The Conservative politician Michael Gove suggested that a migrant influx equivalent to the population of Scotland could arrive if Britain voted to Remain. In addition, he and now Foreign Secretary Boris Johnson focused on the issue of possible Turkish migration, with little likelihood that Turkey would be able to join the EU in any near future (even less likely now, following crackdowns against opposition by Turkish President Erdogan).
Leave campaign posters disingenuously stated: ‘Turkey (population 76 million) Is Joining the EU’. Some in the Leave camp also claimed that these possible future migrants were a threat to national security because of supposed higher levels of criminality among Turkish people.
HOPE not hate’s 2017 Fear and HOPE report charted attitudes towards race, faith, immigration and belonging in England, surveying over 4000 people with 140 questions.
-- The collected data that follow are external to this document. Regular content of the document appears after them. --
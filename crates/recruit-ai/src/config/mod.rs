use std::env;
use std::fmt;
use std::net::{IpAddr, SocketAddr};

/// Distinguishes runtime behavior for different stages of the service.
#[derive(Debug, Clone, Copy, PartialEq, Eq)]
pub enum AppEnvironment {
    Development,
    Test,
    Production,
}

impl AppEnvironment {
    fn from_str(value: &str) -> Self {
        match value.trim().to_ascii_lowercase().as_str() {
            "prod" | "production" => Self::Production,
            "test" | "ci" => Self::Test,
            _ => Self::Development,
        }
    }
}

/// Top-level configuration for the application.
#[derive(Debug, Clone)]
pub struct AppConfig {
    pub environment: AppEnvironment,
    pub server: ServerConfig,
    pub telemetry: TelemetryConfig,
    pub ingestion: IngestionConfig,
}

impl AppConfig {
    pub fn load() -> Result<Self, ConfigError> {
        dotenvy::dotenv().ok();

        let environment = AppEnvironment::from_str(
            &env::var("APP_ENV").unwrap_or_else(|_| "development".to_string()),
        );

        let host = env::var("APP_HOST").unwrap_or_else(|_| "127.0.0.1".to_string());
        let port = env::var("APP_PORT")
            .unwrap_or_else(|_| "3000".to_string())
            .parse::<u16>()
            .map_err(|_| ConfigError::InvalidPort)?;

        let log_level = env::var("APP_LOG_LEVEL").unwrap_or_else(|_| "info".to_string());

        let sources_dir =
            env::var("APP_SOURCES_DIR").unwrap_or_else(|_| "data/sources".to_string());
        let enrichment_seed = env::var("APP_ENRICHMENT_SEED")
            .unwrap_or_else(|_| "42".to_string())
            .parse::<u64>()
            .map_err(|_| ConfigError::InvalidSeed)?;

        Ok(Self {
            environment,
            server: ServerConfig { host, port },
            telemetry: TelemetryConfig { log_level },
            ingestion: IngestionConfig {
                sources_dir,
                enrichment_seed,
            },
        })
    }
}

/// Settings controlling the HTTP server binding.
#[derive(Debug, Clone)]
pub struct ServerConfig {
    pub host: String,
    pub port: u16,
}

impl ServerConfig {
    pub fn socket_addr(&self) -> Result<SocketAddr, ConfigError> {
        if self.host.eq_ignore_ascii_case("localhost") {
            return Ok(SocketAddr::new(IpAddr::from([127, 0, 0, 1]), self.port));
        }

        let ip: IpAddr = self
            .host
            .parse()
            .map_err(|source| ConfigError::InvalidHost { source })?;

        Ok(SocketAddr::new(ip, self.port))
    }
}

/// Tracing and metrics controls.
#[derive(Debug, Clone)]
pub struct TelemetryConfig {
    pub log_level: String,
}

/// Where candidate feeds are read from and how enrichment is seeded.
#[derive(Debug, Clone)]
pub struct IngestionConfig {
    pub sources_dir: String,
    pub enrichment_seed: u64,
}

#[derive(Debug)]
pub enum ConfigError {
    InvalidPort,
    InvalidSeed,
    InvalidHost { source: std::net::AddrParseError },
}

impl fmt::Display for ConfigError {
    fn fmt(&self, f: &mut fmt::Formatter<'_>) -> fmt::Result {
        match self {
            ConfigError::InvalidPort => write!(f, "APP_PORT must be a valid u16"),
            ConfigError::InvalidSeed => write!(f, "APP_ENRICHMENT_SEED must be a valid u64"),
            ConfigError::InvalidHost { .. } => {
                write!(f, "APP_HOST must parse to an IPv4 or IPv6 address")
            }
        }
    }
}

impl std::error::Error for ConfigError {
    fn source(&self) -> Option<&(dyn std::error::Error + 'static)> {
        match self {
            ConfigError::InvalidPort | ConfigError::InvalidSeed => None,
            ConfigError::InvalidHost { source } => Some(source),
        }
    }
}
The report highlighted how the result of the Brexit vote, the recent terrorist attacks on Manchester and London and the rhetoric surrounding these events all hardened Islamophobic attitudes among certain segments of the population.
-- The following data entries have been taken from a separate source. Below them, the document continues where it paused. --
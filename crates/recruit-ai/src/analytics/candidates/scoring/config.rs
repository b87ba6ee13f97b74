use serde::{Deserialize, Serialize};

/// Named weights and constants for the reapplication intent score. Weights are
/// expressed in percent and must sum to 100 for the score to stay on the
/// historical 0-100 scale.
#[derive(Debug, Clone, PartialEq, Serialize, Deserialize)]
pub struct IntentScoreConfig {
    pub recency_weight_pct: u32,
    pub resume_weight_pct: u32,
    pub frequency_weight_pct: u32,
    /// Recency starts here and loses one point per day since the last application.
    pub recency_base: i64,
    pub updated_resume_score: f64,
    pub stale_resume_score: f64,
    pub points_per_application: f64,
    pub frequency_cap: f64,
}

impl Default for IntentScoreConfig {
    fn default() -> Self {
        Self {
            recency_weight_pct: 40,
            resume_weight_pct: 35,
            frequency_weight_pct: 25,
            recency_base: 100,
            updated_resume_score: 100.0,
            stale_resume_score: 30.0,
            points_per_application: 25.0,
            frequency_cap: 100.0,
        }
    }
}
39% of people overestimated the proportion of Muslims in the British population and just 10% of the public felt that Muslims were similar to themselves (a view prevalent even among those most confident about multiculturalism). 42% of English people say their suspicion of Muslims has increased following the recent terror attacks. Meanwhile, a quarter of the English believe that Islam is ‘a dangerous religion that incites violence’.
An earlier 2016 report by the European Commission against Racism and Intolerance (ECRI) criticised rising ‘racist violence and hate speech’ by both the press and politicians in the wake of the Brexit vote. ECRI bureau member Christian Ahlund said: ‘It is no coincidence that racist violence is on the rise in the UK at the same time as we
see worrying examples of intolerance and hate speech in the newspapers, online and even among politicians.’
The ECRI criticised former UKIP leader Nigel Farage for claiming there was ‘public concern about immigration partly because people believe there are some Muslims who want to
form a fifth column and kill us.’ UKIP has often been a key part of this process of mainstreaming of anti-Muslim ideas, with a raft of leading UKIP figures echoing counter-jihadist rhetoric.
Writing in the Midweek Sport about the migrant crisis Paul Nuttall, also a former UKIP leader, articulated views indistinguishable from those made by counter-jihadists. In essence, he bemoaned a Muslim invasion that would take over Europe and, as counter-jihadists do, argued that ‘we are encouraging this influx through our bleeding liberal hearts.’
Gerard Batten, current UKIP leader and MEP, has even called for ‘an ideological crusade to convert European Muslims to Christianity’ and has described Islam on multiple occasions as a ‘death cult’.
These are just a few examples of the dozens available of prominent UKIP members articulating positions akin to those of counter-jihadists. But UKIP members are not the only ones spouting these views.
A string of academic studies have documented how the British media has engaged in fear-mongering over the past decade. Headlines, often in right-wing tabloids, have perpetuated Islamophobic narratives with claims such as the ‘BBC put Muslims before you!’, ‘Muslims tell British: Go to Hell!’, and ‘Muslim schools ban our culture’.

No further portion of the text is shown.